Legislative Assembly for the ACT: 1998 Week 2 Hansard (20 May) . . Page.. 379..
MR HARGREAVES (11.50): Mr Speaker, I have listened to a lot of the arguments put forward, and there seems to be substantial agreement on both sides of this chamber about how we should process Mr Osborne's views. I would like to make just a couple of points, however. Much was made of the point of symbolism. The coats of arms are demonstrations of symbolism. It is important that we recognise that there needs to be a continuity of symbolism. Coats of arms themselves, in fact, provide a demonstration of the continuity of events down through the ages which have a bearing on a particular society. The same thing applies to the coat of arms here. We have the symbol of the House of Commons sitting smack on the top of it.
I would urge that we do not consider replacing one with another; but that we consider just how we are going to approach the melding together of these symbols to reflect our history and to reflect how we see the future.
Mr Moore: Like putting the Union Jack in the corner of the flag.
MR HARGREAVES: Mr Moore may very well scoff. I just heard him making impassioned pleas about these sorts of things. It is not a very impressive scoff, I must say.
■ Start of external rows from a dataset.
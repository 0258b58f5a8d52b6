// ============================================================================
// Event Publisher
// Best-effort fan-out of trades and book updates to per-pair subscribers
// ============================================================================

use crate::book::BookSnapshot;
use crate::domain::pair::TradingPair;
use crate::domain::trade::Trade;
use dashmap::DashMap;
use tokio::sync::broadcast;
use tracing::trace;

/// Events delivered to market-data subscribers of a pair.
///
/// Delivery is at-most-once: a subscriber that falls behind the channel
/// capacity loses the oldest events and is expected to resync from a
/// book snapshot.
#[derive(Debug, Clone)]
#[cfg_attr(feature = "serde", derive(serde::Serialize))]
pub enum MarketEvent {
    /// A settled fill, emitted in execution order.
    Trade(Trade),
    /// Depth update emitted once per committed matching step or
    /// cancellation.
    BookUpdate(BookSnapshot),
}

/// Per-pair broadcast hub.
pub struct Publisher {
    channels: DashMap<TradingPair, broadcast::Sender<MarketEvent>>,
    capacity: usize,
}

impl Publisher {
    pub fn new(capacity: usize) -> Self {
        Self {
            channels: DashMap::new(),
            capacity,
        }
    }

    fn channel(&self, pair: &TradingPair) -> broadcast::Sender<MarketEvent> {
        self.channels
            .entry(pair.clone())
            .or_insert_with(|| broadcast::channel(self.capacity).0)
            .clone()
    }

    /// Subscribe to one pair's event stream.
    pub fn subscribe(&self, pair: &TradingPair) -> broadcast::Receiver<MarketEvent> {
        self.channel(pair).subscribe()
    }

    /// Publish an event to the pair's subscribers. A send error only
    /// means nobody is listening right now.
    pub fn publish(&self, pair: &TradingPair, event: MarketEvent) {
        let receivers = self.channel(pair).send(event).unwrap_or(0);
        trace!(%pair, receivers, "published market event");
    }
}

impl Default for Publisher {
    fn default() -> Self {
        Self::new(1024)
    }
}

#[cfg(test)]
mod tests {
    use super::*;
    use crate::book::Book;
    use crate::domain::order::OrderId;
    use crate::domain::pair::UserId;
    use crate::numeric::Amount;

    fn pair() -> TradingPair {
        "BTC/USDT".parse().unwrap()
    }

    fn trade(seq: u64) -> Trade {
        Trade::new(
            pair(),
            OrderId::new(),
            OrderId::new(),
            UserId(1),
            UserId(2),
            "100".parse().unwrap(),
            "1".parse().unwrap(),
            Amount::ZERO,
            Amount::ZERO,
            seq,
        )
    }

    #[test]
    fn test_subscriber_receives_in_order() {
        let publisher = Publisher::default();
        let mut rx = publisher.subscribe(&pair());

        publisher.publish(&pair(), MarketEvent::Trade(trade(1)));
        publisher.publish(&pair(), MarketEvent::Trade(trade(2)));
        publisher.publish(
            &pair(),
            MarketEvent::BookUpdate(Book::new(pair()).snapshot(5)),
        );

        match rx.try_recv().unwrap() {
            MarketEvent::Trade(t) => assert_eq!(t.sequence, 1),
            other => panic!("unexpected event: {other:?}"),
        }
        match rx.try_recv().unwrap() {
            MarketEvent::Trade(t) => assert_eq!(t.sequence, 2),
            other => panic!("unexpected event: {other:?}"),
        }
        assert!(matches!(
            rx.try_recv().unwrap(),
            MarketEvent::BookUpdate(_)
        ));
    }

    #[test]
    fn test_publish_without_subscribers_is_noop() {
        let publisher = Publisher::default();
        publisher.publish(&pair(), MarketEvent::Trade(trade(1)));
    }

    #[test]
    fn test_pairs_are_isolated() {
        let publisher = Publisher::default();
        let mut btc_rx = publisher.subscribe(&pair());
        let eth: TradingPair = "ETH/USDT".parse().unwrap();

        publisher.publish(&eth, MarketEvent::Trade(trade(1)));
        assert!(btc_rx.try_recv().is_err());
    }
}
// ============================================================================
// Balance Ledger
// Per-user per-asset funds with lock accounting and atomic settlement
// ============================================================================

use crate::domain::pair::{Asset, UserId};
use crate::error::{ExchangeError, ExchangeResult};
use crate::numeric::Amount;
use dashmap::DashMap;
use parking_lot::lock_api::ArcMutexGuard;
use parking_lot::{Mutex, RawMutex};
use std::sync::Arc;
use tracing::debug;

type LedgerKey = (UserId, Asset);
type RowGuard = ArcMutexGuard<RawMutex, BalanceRow>;

// ============================================================================
// Balance Row
// ============================================================================

/// Funds of one user in one asset.
///
/// Invariant after every mutation: `total >= locked >= 0`.
#[derive(Debug, Clone, Copy, Default, PartialEq, Eq)]
pub struct BalanceRow {
    total: Amount,
    locked: Amount,
}

/// Outcome of a row mutation that needs funds it cannot take.
#[derive(Debug, Clone, Copy)]
struct Shortfall {
    required: Amount,
    available: Amount,
}

impl BalanceRow {
    fn available(&self) -> Amount {
        self.total - self.locked
    }

    fn credit(&mut self, amount: Amount) -> Result<(), ExchangeError> {
        self.total = self.total.checked_add(amount)?;
        Ok(())
    }

    /// Spend from the unlocked portion; locked funds are never debitable.
    fn debit(&mut self, amount: Amount) -> Result<(), Shortfall> {
        if self.available() < amount {
            return Err(Shortfall {
                required: amount,
                available: self.available(),
            });
        }
        self.total = self.total - amount;
        Ok(())
    }

    fn lock(&mut self, amount: Amount) -> Result<(), Shortfall> {
        if self.available() < amount {
            return Err(Shortfall {
                required: amount,
                available: self.available(),
            });
        }
        self.locked = self.locked + amount;
        Ok(())
    }

    fn unlock(&mut self, amount: Amount) -> Result<(), Shortfall> {
        if self.locked < amount {
            return Err(Shortfall {
                required: amount,
                available: self.locked,
            });
        }
        self.locked = self.locked - amount;
        Ok(())
    }

    /// Consume locked funds: `locked -= amount; total -= amount`.
    fn settle_locked(&mut self, amount: Amount) -> Result<(), Shortfall> {
        if self.locked < amount || self.total < amount {
            return Err(Shortfall {
                required: amount,
                available: self.locked.min(self.total),
            });
        }
        self.locked = self.locked - amount;
        self.total = self.total - amount;
        Ok(())
    }
}

/// Read-only view of a balance row.
#[derive(Debug, Clone, Copy, PartialEq, Eq)]
#[cfg_attr(feature = "serde", derive(serde::Serialize, serde::Deserialize))]
pub struct BalanceSnapshot {
    pub total: Amount,
    pub locked: Amount,
    pub available: Amount,
}

// ============================================================================
// Ledger
// ============================================================================

/// Shared balance ledger.
///
/// Rows are created lazily and never destroyed. Every row sits behind its
/// own mutex, so fills on different pairs may touch the same user's
/// balances concurrently while each operation still sees a consistent
/// `(total, locked)`. Multi-row settlement goes through [`Ledger::begin`],
/// which locks all participating rows in sorted key order and restores
/// their prior state unless committed.
#[derive(Default)]
pub struct Ledger {
    rows: DashMap<LedgerKey, Arc<Mutex<BalanceRow>>>,
}

impl Ledger {
    pub fn new() -> Self {
        Self::default()
    }

    fn row(&self, user: UserId, asset: &Asset) -> Arc<Mutex<BalanceRow>> {
        self.rows
            .entry((user, asset.clone()))
            .or_default()
            .clone()
    }

    fn insufficient(asset: &Asset, shortfall: Shortfall) -> ExchangeError {
        ExchangeError::InsufficientBalance {
            asset: asset.clone(),
            required: shortfall.required,
            available: shortfall.available,
        }
    }

    fn check_amount(amount: Amount) -> ExchangeResult<()> {
        if amount.is_negative() {
            return Err(ExchangeError::Internal(
                "negative amount passed to ledger operation".to_string(),
            ));
        }
        Ok(())
    }

    /// Add funds to a row (deposits, trade proceeds).
    pub fn credit(&self, user: UserId, asset: &Asset, amount: Amount) -> ExchangeResult<()> {
        Self::check_amount(amount)?;
        self.row(user, asset).lock().credit(amount)?;
        debug!(%user, %asset, %amount, "ledger credit");
        Ok(())
    }

    /// Remove available funds from a row (withdrawals).
    pub fn debit(&self, user: UserId, asset: &Asset, amount: Amount) -> ExchangeResult<()> {
        Self::check_amount(amount)?;
        self.row(user, asset)
            .lock()
            .debit(amount)
            .map_err(|s| Self::insufficient(asset, s))?;
        debug!(%user, %asset, %amount, "ledger debit");
        Ok(())
    }

    /// Reserve available funds for an order.
    pub fn lock(&self, user: UserId, asset: &Asset, amount: Amount) -> ExchangeResult<()> {
        Self::check_amount(amount)?;
        self.row(user, asset)
            .lock()
            .lock(amount)
            .map_err(|s| Self::insufficient(asset, s))?;
        debug!(%user, %asset, %amount, "ledger lock");
        Ok(())
    }

    /// Release a reservation.
    pub fn unlock(&self, user: UserId, asset: &Asset, amount: Amount) -> ExchangeResult<()> {
        Self::check_amount(amount)?;
        self.row(user, asset)
            .lock()
            .unlock(amount)
            .map_err(|s| Self::insufficient(asset, s))?;
        debug!(%user, %asset, %amount, "ledger unlock");
        Ok(())
    }

    /// Consume a reservation during a fill.
    pub fn settle_locked(
        &self,
        user: UserId,
        asset: &Asset,
        amount: Amount,
    ) -> ExchangeResult<()> {
        Self::check_amount(amount)?;
        self.row(user, asset)
            .lock()
            .settle_locked(amount)
            .map_err(|s| Self::insufficient(asset, s))?;
        Ok(())
    }

    pub fn balance(&self, user: UserId, asset: &Asset) -> BalanceSnapshot {
        let row = self.row(user, asset);
        let row = row.lock();
        BalanceSnapshot {
            total: row.total,
            locked: row.locked,
            available: row.available(),
        }
    }

    /// Sum of `total` across every user for one asset. Constant except
    /// for deposits and withdrawals; used by conservation checks.
    pub fn asset_supply(&self, asset: &Asset) -> Amount {
        self.rows
            .iter()
            .filter(|entry| &entry.key().1 == asset)
            .fold(Amount::ZERO, |acc, entry| acc + entry.value().lock().total)
    }

    /// Open a multi-row transaction over `participants`.
    ///
    /// Rows are locked in sorted key order (settlement is the only
    /// multi-row caller, so the ordering rules out deadlock) and stay
    /// locked until the transaction commits or rolls back on drop.
    pub fn begin(&self, participants: &[(UserId, &Asset)]) -> LedgerTxn {
        let mut keys: Vec<LedgerKey> = participants
            .iter()
            .map(|(user, asset)| (*user, (*asset).clone()))
            .collect();
        keys.sort();
        keys.dedup();

        let entries = keys
            .into_iter()
            .map(|key| {
                let arc = self.row(key.0, &key.1);
                let guard = Mutex::lock_arc(&arc);
                let saved = *guard;
                TxnEntry { key, guard, saved }
            })
            .collect();

        LedgerTxn {
            entries,
            committed: false,
        }
    }
}

// ============================================================================
// Multi-row Transaction
// ============================================================================

struct TxnEntry {
    key: LedgerKey,
    guard: RowGuard,
    saved: BalanceRow,
}

/// A group of ledger mutations that commits or rolls back as one unit.
///
/// Dropping an uncommitted transaction restores every participating row
/// to its state at `begin` time.
pub struct LedgerTxn {
    entries: Vec<TxnEntry>,
    committed: bool,
}

impl LedgerTxn {
    fn entry_mut(&mut self, user: UserId, asset: &Asset) -> ExchangeResult<&mut BalanceRow> {
        self.entries
            .iter_mut()
            .find(|e| e.key.0 == user && &e.key.1 == asset)
            .map(|e| &mut *e.guard)
            .ok_or_else(|| {
                ExchangeError::Internal(format!(
                    "row ({user}, {asset}) not enrolled in ledger transaction"
                ))
            })
    }

    pub fn credit(&mut self, user: UserId, asset: &Asset, amount: Amount) -> ExchangeResult<()> {
        Ledger::check_amount(amount)?;
        self.entry_mut(user, asset)?.credit(amount)
    }

    pub fn debit(&mut self, user: UserId, asset: &Asset, amount: Amount) -> ExchangeResult<()> {
        Ledger::check_amount(amount)?;
        self.entry_mut(user, asset)?
            .debit(amount)
            .map_err(|s| Ledger::insufficient(asset, s))
    }

    pub fn unlock(&mut self, user: UserId, asset: &Asset, amount: Amount) -> ExchangeResult<()> {
        Ledger::check_amount(amount)?;
        self.entry_mut(user, asset)?
            .unlock(amount)
            .map_err(|s| Ledger::insufficient(asset, s))
    }

    pub fn settle_locked(
        &mut self,
        user: UserId,
        asset: &Asset,
        amount: Amount,
    ) -> ExchangeResult<()> {
        Ledger::check_amount(amount)?;
        self.entry_mut(user, asset)?
            .settle_locked(amount)
            .map_err(|s| Ledger::insufficient(asset, s))
    }

    /// Keep all mutations and release the row locks.
    pub fn commit(mut self) {
        self.committed = true;
    }
}

impl Drop for LedgerTxn {
    fn drop(&mut self) {
        if !self.committed {
            for entry in &mut self.entries {
                *entry.guard = entry.saved;
            }
        }
    }
}

// ============================================================================
// Tests
// ============================================================================


#[cfg(test)]
mod proptests {
    use super::*;
    use proptest::prelude::*;

    #[derive(Debug, Clone)]
    enum Op {
        Credit(u32),
        Debit(u32),
        Lock(u32),
        Unlock(u32),
        Settle(u32),
    }

    fn op_strategy() -> impl Strategy<Value = Op> {
        prop_oneof![
            (0u32..10_000).prop_map(Op::Credit),
            (0u32..10_000).prop_map(Op::Debit),
            (0u32..10_000).prop_map(Op::Lock),
            (0u32..10_000).prop_map(Op::Unlock),
            (0u32..10_000).prop_map(Op::Settle),
        ]
    }

    proptest! {
        // total >= locked >= 0 after any sequence of row operations,
        // successful or not.
        #[test]
        fn row_invariant_holds(ops in proptest::collection::vec(op_strategy(), 1..64)) {
            let ledger = Ledger::new();
            let user = UserId(9);
            let asset = Asset::new("BTC");

            for op in ops {
                let _ = match op {
                    Op::Credit(v) => ledger.credit(user, &asset, Amount::from_integer(v as i64).unwrap()),
                    Op::Debit(v) => ledger.debit(user, &asset, Amount::from_integer(v as i64).unwrap()),
                    Op::Lock(v) => ledger.lock(user, &asset, Amount::from_integer(v as i64).unwrap()),
                    Op::Unlock(v) => ledger.unlock(user, &asset, Amount::from_integer(v as i64).unwrap()),
                    Op::Settle(v) => ledger.settle_locked(user, &asset, Amount::from_integer(v as i64).unwrap()),
                };
                let b = ledger.balance(user, &asset);
                prop_assert!(!b.locked.is_negative());
                prop_assert!(b.total >= b.locked);
            }
        }
    }
}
The fact is that the symbolism of things like coats of arms and flags is very dear to people's hearts. Tampering with this sort of thing does not do justice to anybody. What I am urging people to do is to consider the consequences of swapping one thing for something else. I am not saying for a moment that we ought to just say, "Okay; the Commonwealth coat of arms is fine for this thing, and then we ought to have the ACT coat of arms for something else". We need to consider the appropriateness of it.
We need also to consider it in the context of where we are in history. We could be facing becoming a republic in the not too distant future. If that occurs - and I hope that it will - it will require a change to this coat of arms and it will require a change to quite a number of other symbols. So, perhaps we need to put a timeline on this sort of thing. Mr Speaker, we also need to recognise that the laws of the ACT for the time being derive from Federal legislation. The self-government Act is a piece of Federal legislation. As I understand it - and I am happy to be corrected by the Attorney-General - that means that the laws that are enacted in this place have their authority, their genesis, in Federal legislation. Having a coat of arms of that parliament is a recognition of that genesis.
So, I do not necessarily support its removal entirely. I do, however, strongly support any symbol which can be placed in our legislature and in the courts which promotes the uniqueness and the maturity of the people and the society within the ACT. I just caution about removing one and replacing it with another.